EXERCISE DIRECTIONS: This exercise asks for a copy of each line in the records below with the word "here" in it.

Saved data entries

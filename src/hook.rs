use serde::Deserialize;
use std::io::{self, IsTerminal, Read};

/// Upper bound on the stdin payload. Real payloads are a few hundred bytes.
const MAX_PAYLOAD_BYTES: u64 = 64 * 1024;

// ===================================================================
// Hook input (received via stdin, snake_case JSON)
// ===================================================================

/// Fields shared by every hook event payload. All optional: this binary is
/// wired to session-end style events but must not care which one.
#[derive(Debug, Default, Clone, Deserialize)]
pub struct HookInput {
    #[serde(default)]
    pub session_id: Option<String>,
    #[serde(default)]
    pub transcript_path: Option<String>,
    #[serde(default)]
    pub cwd: Option<String>,
    #[serde(default)]
    pub hook_event_name: Option<String>,
}

impl HookInput {
    /// Parse a hook payload. Empty or malformed input yields `None`.
    pub fn parse(input: &str) -> Option<Self> {
        let input = input.trim();
        if input.is_empty() {
            return None;
        }
        match serde_json::from_str(input) {
            Ok(hook) => Some(hook),
            Err(e) => {
                tracing::debug!(error = %e, "ignoring unparseable hook payload");
                None
            }
        }
    }
}

/// Read the hook payload from stdin, unless stdin is an interactive terminal
/// (a manual run would otherwise block waiting for input).
///
/// Reads until EOF, which the host sends after writing the payload.
pub fn read_stdin() -> Option<HookInput> {
    let stdin = io::stdin();
    if stdin.is_terminal() {
        return None;
    }
    read_from(stdin.lock())
}

/// Read at most `MAX_PAYLOAD_BYTES` from `reader` and parse it. Anything
/// larger is not a hook payload and is ignored.
fn read_from(reader: impl Read) -> Option<HookInput> {
    let mut buffer = String::new();
    if let Err(e) = reader
        .take(MAX_PAYLOAD_BYTES + 1)
        .read_to_string(&mut buffer)
    {
        tracing::debug!(error = %e, "failed to read hook payload from stdin");
        return None;
    }
    if buffer.len() as u64 > MAX_PAYLOAD_BYTES {
        tracing::debug!("hook payload too large, ignoring");
        return None;
    }
    HookInput::parse(&buffer)
}
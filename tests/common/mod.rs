use std::fs;
use std::io::Write;
use std::path::{Path, PathBuf};
use std::process::{Command, Stdio};

/// Run the hook binary with `home` as `$HOME`, an optional
/// `CLAUDE_TRANSCRIPT_PATH`, and `stdin` piped in.
pub fn run_cli(home: &Path, transcript_env: Option<&Path>, stdin: &str) -> (i32, String, String) {
    let mut cmd = Command::new(env!("CARGO_BIN_EXE_session-memory"));
    cmd.env("HOME", home)
        .env_remove("CLAUDE_TRANSCRIPT_PATH")
        .env_remove("SESSION_MEMORY_LOG")
        .stdin(Stdio::piped())
        .stdout(Stdio::piped())
        .stderr(Stdio::piped());
    if let Some(path) = transcript_env {
        cmd.env("CLAUDE_TRANSCRIPT_PATH", path);
    }
    let mut child = cmd.spawn().expect("failed to spawn binary");

    child
        .stdin
        .as_mut()
        .unwrap()
        .write_all(stdin.as_bytes())
        .unwrap();

    let output = child.wait_with_output().unwrap();
    (
        output.status.code().unwrap_or(-1),
        String::from_utf8_lossy(&output.stdout).to_string(),
        String::from_utf8_lossy(&output.stderr).to_string(),
    )
}

/// Create a temp dir to act as `$HOME`, with `.claude/projects/` in place.
/// The `TempDir` must be kept alive for the duration of the test.
pub fn temp_home() -> tempfile::TempDir {
    let dir = tempfile::tempdir().unwrap();
    fs::create_dir_all(dir.path().join(".claude/projects")).unwrap();
    dir
}

/// Write a transcript named `<uuid>.jsonl` under `~/.claude/projects/<project>/`.
pub fn write_transcript(home: &Path, project: &str, lines: &[String]) -> PathBuf {
    let dir = home.join(".claude/projects").join(project);
    fs::create_dir_all(&dir).unwrap();
    let path = dir.join(format!("{}.jsonl", uuid::Uuid::new_v4()));
    fs::write(&path, lines.join("\n")).unwrap();
    path
}

pub fn summary_path(transcript: &Path) -> PathBuf {
    transcript.parent().unwrap().join("memory/last-session.md")
}

pub fn user(text: &str) -> String {
    format!(
        r#"{{"type":"user","uuid":"u","isSidechain":false,"userType":"external","cwd":"/tmp","sessionId":"s","timestamp":"t","version":"v","message":{{"role":"user","content":{}}}}}"#,
        serde_json::to_string(text).unwrap()
    )
}

pub fn tool_use(name: &str, file_path: &str) -> String {
    format!(
        r#"{{"type":"assistant","uuid":"a","isSidechain":false,"userType":"external","cwd":"/tmp","sessionId":"s","timestamp":"t","version":"v","message":{{"role":"assistant","content":[{{"type":"tool_use","id":"toolu_1","name":"{name}","input":{{"file_path":{}}}}}]}}}}"#,
        serde_json::to_string(file_path).unwrap()
    )
}

/// Hook payload as the host sends it on stdin.
pub fn hook_payload(transcript_path: &Path) -> String {
    format!(
        r#"{{
    "session_id": "test-session",
    "transcript_path": {},
    "cwd": "/tmp",
    "permission_mode": "default",
    "hook_event_name": "SessionEnd",
    "reason": "other"
}}"#,
        serde_json::to_string(&transcript_path.to_string_lossy()).unwrap()
    )
}
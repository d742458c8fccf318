use std::fs;
use std::path::{Path, PathBuf};
use std::time::SystemTime;
use walkdir::WalkDir;

/// Environment variable the host sets to the current session's transcript.
pub const TRANSCRIPT_ENV: &str = "CLAUDE_TRANSCRIPT_PATH";

const TRANSCRIPT_EXT: &str = "jsonl";

/// Resolves which transcript to summarize.
///
/// Explicit paths win when they name an existing file; otherwise the newest
/// `.jsonl` under `search_root` is used.
#[derive(Debug, Default)]
pub struct Locator {
    /// Candidate paths checked in order before any search.
    pub overrides: Vec<PathBuf>,
    /// Usually `~/.claude/projects`.
    pub search_root: Option<PathBuf>,
    /// Parent directory names holding generated artifacts, not sessions.
    pub excluded_dirs: Vec<String>,
}

impl Locator {
    pub fn locate(&self) -> Option<PathBuf> {
        if let Some(path) = self.overrides.iter().find(|p| p.is_file()) {
            tracing::debug!(path = %path.display(), "using explicit transcript path");
            return Some(path.clone());
        }
        let root = self.search_root.as_deref()?;
        self.newest_transcript(root)
    }

    /// Newest `.jsonl` file under `root` by mtime. On equal mtimes the
    /// lexicographically smallest path wins so repeated runs agree.
    /// Symlinked transcripts count, with their target's mtime; symlinked
    /// directories are not descended into.
    fn newest_transcript(&self, root: &Path) -> Option<PathBuf> {
        if !root.is_dir() {
            tracing::debug!(root = %root.display(), "search root does not exist");
            return None;
        }

        let mut best: Option<(SystemTime, PathBuf)> = None;
        for entry in WalkDir::new(root).into_iter().filter_map(|e| e.ok()) {
            let path = entry.path();
            if !self.is_candidate(path) {
                continue;
            }
            // Follows symlinks; dangling links fail here and are skipped.
            let Ok(meta) = fs::metadata(path) else {
                continue;
            };
            if !meta.is_file() {
                continue;
            }
            let Ok(modified) = meta.modified() else {
                continue;
            };
            let better = match &best {
                None => true,
                Some((t, p)) => modified > *t || (modified == *t && path < p.as_path()),
            };
            if better {
                best = Some((modified, entry.into_path()));
            }
        }

        best.map(|(_, p)| p)
    }

    fn is_candidate(&self, path: &Path) -> bool {
        if path.extension().is_none_or(|ext| ext != TRANSCRIPT_EXT) {
            return false;
        }
        let parent = path
            .parent()
            .and_then(|p| p.file_name())
            .and_then(|n| n.to_str());
        !parent.is_some_and(|name| self.excluded_dirs.iter().any(|d| d == name))
    }
}
use crate::activity::SessionActivity;
use crate::preferences::Limits;
use anyhow::{Context, Result};
use serde::Deserialize;
use std::fs::File;
use std::io::{BufRead, BufReader};
use std::path::Path;

// ===================================================================
// Top-level transcript record — one per JSONL line
// ===================================================================

/// A single line in a Claude Code `.jsonl` transcript file.
///
/// Only the `message` payload matters here; every other field (uuid,
/// timestamps, progress data, snapshots) is ignored by serde.
#[derive(Debug, Deserialize)]
pub struct TranscriptRecord {
    #[serde(default)]
    pub message: Option<Message>,
}

// ===================================================================
// Message
// ===================================================================

#[derive(Debug, Deserialize)]
pub struct Message {
    #[serde(default)]
    pub role: Role,
    #[serde(default)]
    pub content: MessageContent,
}

#[derive(Debug, Default, Clone, Copy, PartialEq, Eq, Deserialize)]
#[serde(rename_all = "lowercase")]
pub enum Role {
    User,
    Assistant,
    #[default]
    #[serde(other)]
    Other,
}

/// `message.content` can be a plain string (typed user text) or an array of
/// content parts (assistant responses, tool results). Anything else lands in
/// `Other` and is treated as empty.
#[derive(Debug, Deserialize)]
#[serde(untagged)]
pub enum MessageContent {
    Text(String),
    Parts(Vec<ContentPart>),
    Other(serde_json::Value),
}

impl Default for MessageContent {
    fn default() -> Self {
        MessageContent::Other(serde_json::Value::Null)
    }
}

// ===================================================================
// Content parts inside message.content[]
// ===================================================================

/// A part is either a `type`-tagged block or something we can't classify
/// (a bare string, an object without `type`, a block with mistyped fields).
#[derive(Debug, Deserialize)]
#[serde(untagged)]
pub enum ContentPart {
    Block(ContentBlock),
    Unrecognized(serde_json::Value),
}

#[derive(Debug, Deserialize)]
#[serde(tag = "type")]
pub enum ContentBlock {
    #[serde(rename = "text")]
    Text(TextBlock),
    #[serde(rename = "tool_use")]
    ToolUse(ToolUseBlock),
    /// thinking, tool_result, image, ...
    #[serde(other)]
    Other,
}

#[derive(Debug, Deserialize)]
pub struct TextBlock {
    #[serde(default)]
    pub text: String,
}

#[derive(Debug, Deserialize)]
pub struct ToolUseBlock {
    #[serde(default)]
    pub name: String,
    #[serde(default)]
    pub input: serde_json::Value,
}

impl ToolUseBlock {
    /// A non-empty string input parameter, if present.
    pub fn str_input(&self, key: &str) -> Option<&str> {
        self.input
            .get(key)
            .and_then(|v| v.as_str())
            .filter(|s| !s.is_empty())
    }
}

impl MessageContent {
    /// Plain text of the content: the trimmed string, or every `text` part
    /// joined with a single space and then trimmed. Other shapes are empty.
    pub fn text(&self) -> String {
        match self {
            MessageContent::Text(t) => t.trim().to_string(),
            MessageContent::Parts(parts) => parts
                .iter()
                .filter_map(|p| match p {
                    ContentPart::Block(ContentBlock::Text(t)) => Some(t.text.as_str()),
                    _ => None,
                })
                .collect::<Vec<_>>()
                .join(" ")
                .trim()
                .to_string(),
            MessageContent::Other(_) => String::new(),
        }
    }

    /// Iterate over the `tool_use` blocks of a part list.
    pub fn tool_uses(&self) -> impl Iterator<Item = &ToolUseBlock> {
        let parts: &[ContentPart] = match self {
            MessageContent::Parts(p) => p,
            _ => &[],
        };
        parts.iter().filter_map(|p| match p {
            ContentPart::Block(ContentBlock::ToolUse(tu)) => Some(tu),
            _ => None,
        })
    }
}

impl TranscriptRecord {
    /// Decode one JSONL line. `None` for blank lines.
    pub fn parse_line(line: &str) -> Option<serde_json::Result<Self>> {
        let line = line.trim();
        if line.is_empty() {
            return None;
        }
        Some(serde_json::from_str(line))
    }
}

// ===================================================================
// Streaming parse
// ===================================================================

/// Stream a transcript file once, front to back, folding every message into
/// a fresh `SessionActivity`. Undecodable lines are skipped; I/O errors
/// propagate.
pub fn read_activity(path: &Path, limits: &Limits) -> Result<SessionActivity> {
    let file = File::open(path)
        .with_context(|| format!("opening transcript {}", path.display()))?;
    fold_lines(BufReader::new(file), limits)
        .with_context(|| format!("reading transcript {}", path.display()))
}

/// Fold any line source into a `SessionActivity`. A line that is not valid
/// UTF-8 counts as undecodable, same as malformed JSON.
pub fn fold_lines<R: BufRead>(reader: R, limits: &Limits) -> Result<SessionActivity> {
    let mut activity = SessionActivity::default();
    for (i, raw) in reader.split(b'\n').enumerate() {
        let raw = raw?;
        let Ok(line) = std::str::from_utf8(&raw) else {
            tracing::debug!(line = i + 1, "transcript line is not UTF-8, skipping");
            continue;
        };
        match TranscriptRecord::parse_line(line) {
            None => {}
            Some(Ok(TranscriptRecord { message: Some(msg) })) => activity.observe(&msg, limits),
            Some(Ok(_)) => {
                tracing::debug!(line = i + 1, "record has no message payload, skipping");
            }
            Some(Err(e)) => {
                tracing::debug!(line = i + 1, error = %e, "undecodable transcript line, skipping");
            }
        }
    }
    Ok(activity)
}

WRITTEN SOLUTION:
            // Follows symlinks; dangling links fail here and are skipped.
/// Only the `message` payload matters here; every other field (uuid,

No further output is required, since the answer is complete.